Which lines below include "today"? Copy them all.
- Opening Delimiter -
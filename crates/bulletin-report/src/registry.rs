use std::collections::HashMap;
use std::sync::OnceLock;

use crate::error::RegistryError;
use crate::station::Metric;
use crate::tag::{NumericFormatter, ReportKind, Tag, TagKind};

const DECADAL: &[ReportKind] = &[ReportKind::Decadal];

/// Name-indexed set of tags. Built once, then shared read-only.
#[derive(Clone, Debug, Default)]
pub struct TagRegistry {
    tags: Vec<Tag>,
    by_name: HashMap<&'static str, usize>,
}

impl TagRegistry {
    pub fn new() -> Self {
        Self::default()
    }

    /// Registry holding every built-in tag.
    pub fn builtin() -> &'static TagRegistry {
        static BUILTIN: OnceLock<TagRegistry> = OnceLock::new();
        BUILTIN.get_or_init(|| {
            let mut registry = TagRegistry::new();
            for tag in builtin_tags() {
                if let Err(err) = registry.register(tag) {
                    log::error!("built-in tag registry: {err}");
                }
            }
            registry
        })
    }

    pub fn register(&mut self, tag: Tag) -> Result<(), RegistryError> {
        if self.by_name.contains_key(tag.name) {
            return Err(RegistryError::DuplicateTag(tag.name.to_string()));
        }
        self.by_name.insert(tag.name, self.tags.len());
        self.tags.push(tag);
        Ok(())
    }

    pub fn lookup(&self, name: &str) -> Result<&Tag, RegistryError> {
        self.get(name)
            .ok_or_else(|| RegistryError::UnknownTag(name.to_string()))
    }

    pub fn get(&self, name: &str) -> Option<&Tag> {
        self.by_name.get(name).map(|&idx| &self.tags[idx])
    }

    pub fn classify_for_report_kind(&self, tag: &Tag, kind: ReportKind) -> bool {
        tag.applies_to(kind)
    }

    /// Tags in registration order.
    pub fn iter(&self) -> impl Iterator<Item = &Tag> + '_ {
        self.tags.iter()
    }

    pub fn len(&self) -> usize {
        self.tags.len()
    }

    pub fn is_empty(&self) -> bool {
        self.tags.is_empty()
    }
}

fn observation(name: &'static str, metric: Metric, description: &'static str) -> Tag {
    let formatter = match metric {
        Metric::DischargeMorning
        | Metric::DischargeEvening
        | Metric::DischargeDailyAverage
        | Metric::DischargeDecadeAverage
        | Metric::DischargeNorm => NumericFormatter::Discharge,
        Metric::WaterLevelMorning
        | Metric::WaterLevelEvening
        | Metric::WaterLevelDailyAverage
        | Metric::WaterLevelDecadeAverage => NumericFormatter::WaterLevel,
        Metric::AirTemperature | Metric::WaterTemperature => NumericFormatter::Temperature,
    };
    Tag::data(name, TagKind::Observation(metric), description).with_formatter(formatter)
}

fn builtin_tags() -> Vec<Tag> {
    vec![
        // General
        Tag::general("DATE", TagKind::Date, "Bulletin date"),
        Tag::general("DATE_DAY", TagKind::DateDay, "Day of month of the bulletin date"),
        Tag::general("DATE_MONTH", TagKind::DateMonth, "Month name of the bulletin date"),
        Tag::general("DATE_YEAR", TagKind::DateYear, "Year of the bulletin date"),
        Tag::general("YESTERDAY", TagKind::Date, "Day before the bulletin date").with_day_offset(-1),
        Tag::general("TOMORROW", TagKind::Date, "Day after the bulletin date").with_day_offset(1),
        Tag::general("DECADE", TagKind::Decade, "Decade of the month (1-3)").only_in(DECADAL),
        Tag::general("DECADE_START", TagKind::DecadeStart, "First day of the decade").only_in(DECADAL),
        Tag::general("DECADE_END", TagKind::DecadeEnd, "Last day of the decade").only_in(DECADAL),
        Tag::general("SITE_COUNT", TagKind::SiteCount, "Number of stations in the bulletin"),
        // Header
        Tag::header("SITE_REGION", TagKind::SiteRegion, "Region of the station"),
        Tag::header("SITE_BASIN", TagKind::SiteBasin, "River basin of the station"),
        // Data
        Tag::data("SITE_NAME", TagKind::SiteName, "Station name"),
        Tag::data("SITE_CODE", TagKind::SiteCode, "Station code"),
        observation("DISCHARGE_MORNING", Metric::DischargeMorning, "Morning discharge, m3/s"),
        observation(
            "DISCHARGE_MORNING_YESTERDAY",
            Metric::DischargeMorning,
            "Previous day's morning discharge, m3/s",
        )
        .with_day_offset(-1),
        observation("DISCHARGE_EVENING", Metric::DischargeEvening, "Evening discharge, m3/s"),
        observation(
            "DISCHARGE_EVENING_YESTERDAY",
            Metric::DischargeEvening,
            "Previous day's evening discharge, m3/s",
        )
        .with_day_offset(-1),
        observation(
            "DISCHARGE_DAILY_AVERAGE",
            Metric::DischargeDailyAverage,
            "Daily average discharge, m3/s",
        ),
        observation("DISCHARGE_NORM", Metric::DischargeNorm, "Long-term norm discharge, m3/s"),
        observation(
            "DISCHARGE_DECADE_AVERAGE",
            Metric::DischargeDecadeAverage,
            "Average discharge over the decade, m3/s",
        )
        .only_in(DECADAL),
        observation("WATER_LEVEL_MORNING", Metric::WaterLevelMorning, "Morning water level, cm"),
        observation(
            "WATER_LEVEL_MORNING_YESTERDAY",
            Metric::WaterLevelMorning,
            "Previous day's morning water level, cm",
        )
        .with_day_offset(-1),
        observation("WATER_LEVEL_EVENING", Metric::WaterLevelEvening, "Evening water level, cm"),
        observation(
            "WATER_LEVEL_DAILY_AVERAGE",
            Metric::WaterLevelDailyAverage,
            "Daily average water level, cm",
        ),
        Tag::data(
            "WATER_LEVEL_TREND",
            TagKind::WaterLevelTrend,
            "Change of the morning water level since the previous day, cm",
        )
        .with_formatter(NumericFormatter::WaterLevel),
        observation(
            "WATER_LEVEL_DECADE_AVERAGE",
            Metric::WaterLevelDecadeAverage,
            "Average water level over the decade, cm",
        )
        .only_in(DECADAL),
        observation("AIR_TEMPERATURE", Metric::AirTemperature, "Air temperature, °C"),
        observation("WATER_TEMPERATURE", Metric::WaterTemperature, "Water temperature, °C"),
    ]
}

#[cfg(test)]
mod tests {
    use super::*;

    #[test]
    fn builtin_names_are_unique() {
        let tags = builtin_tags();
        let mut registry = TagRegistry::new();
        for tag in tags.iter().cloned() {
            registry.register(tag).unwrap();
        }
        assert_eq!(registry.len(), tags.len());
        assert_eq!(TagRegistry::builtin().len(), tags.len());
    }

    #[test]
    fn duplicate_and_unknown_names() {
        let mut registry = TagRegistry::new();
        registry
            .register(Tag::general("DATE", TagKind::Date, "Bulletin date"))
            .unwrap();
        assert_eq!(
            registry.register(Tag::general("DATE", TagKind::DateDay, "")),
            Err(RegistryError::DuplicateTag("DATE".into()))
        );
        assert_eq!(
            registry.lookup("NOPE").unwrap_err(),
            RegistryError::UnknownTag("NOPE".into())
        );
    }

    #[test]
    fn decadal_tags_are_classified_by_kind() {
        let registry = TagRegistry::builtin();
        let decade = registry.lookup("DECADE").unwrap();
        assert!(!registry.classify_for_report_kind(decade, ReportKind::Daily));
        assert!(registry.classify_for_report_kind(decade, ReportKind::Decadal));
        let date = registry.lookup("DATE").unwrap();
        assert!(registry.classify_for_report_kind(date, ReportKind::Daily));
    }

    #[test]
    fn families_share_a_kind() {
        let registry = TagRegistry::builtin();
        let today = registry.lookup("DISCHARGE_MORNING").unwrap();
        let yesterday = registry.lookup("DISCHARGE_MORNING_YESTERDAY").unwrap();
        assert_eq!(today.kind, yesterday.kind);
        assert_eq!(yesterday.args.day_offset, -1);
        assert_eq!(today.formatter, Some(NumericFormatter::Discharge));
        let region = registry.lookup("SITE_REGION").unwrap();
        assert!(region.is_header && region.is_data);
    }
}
- Closing Delimiter -
> [Expected output]:
        let today = registry.lookup("DISCHARGE_MORNING").unwrap();
        assert_eq!(today.kind, yesterday.kind);
        assert_eq!(today.formatter, Some(NumericFormatter::Discharge));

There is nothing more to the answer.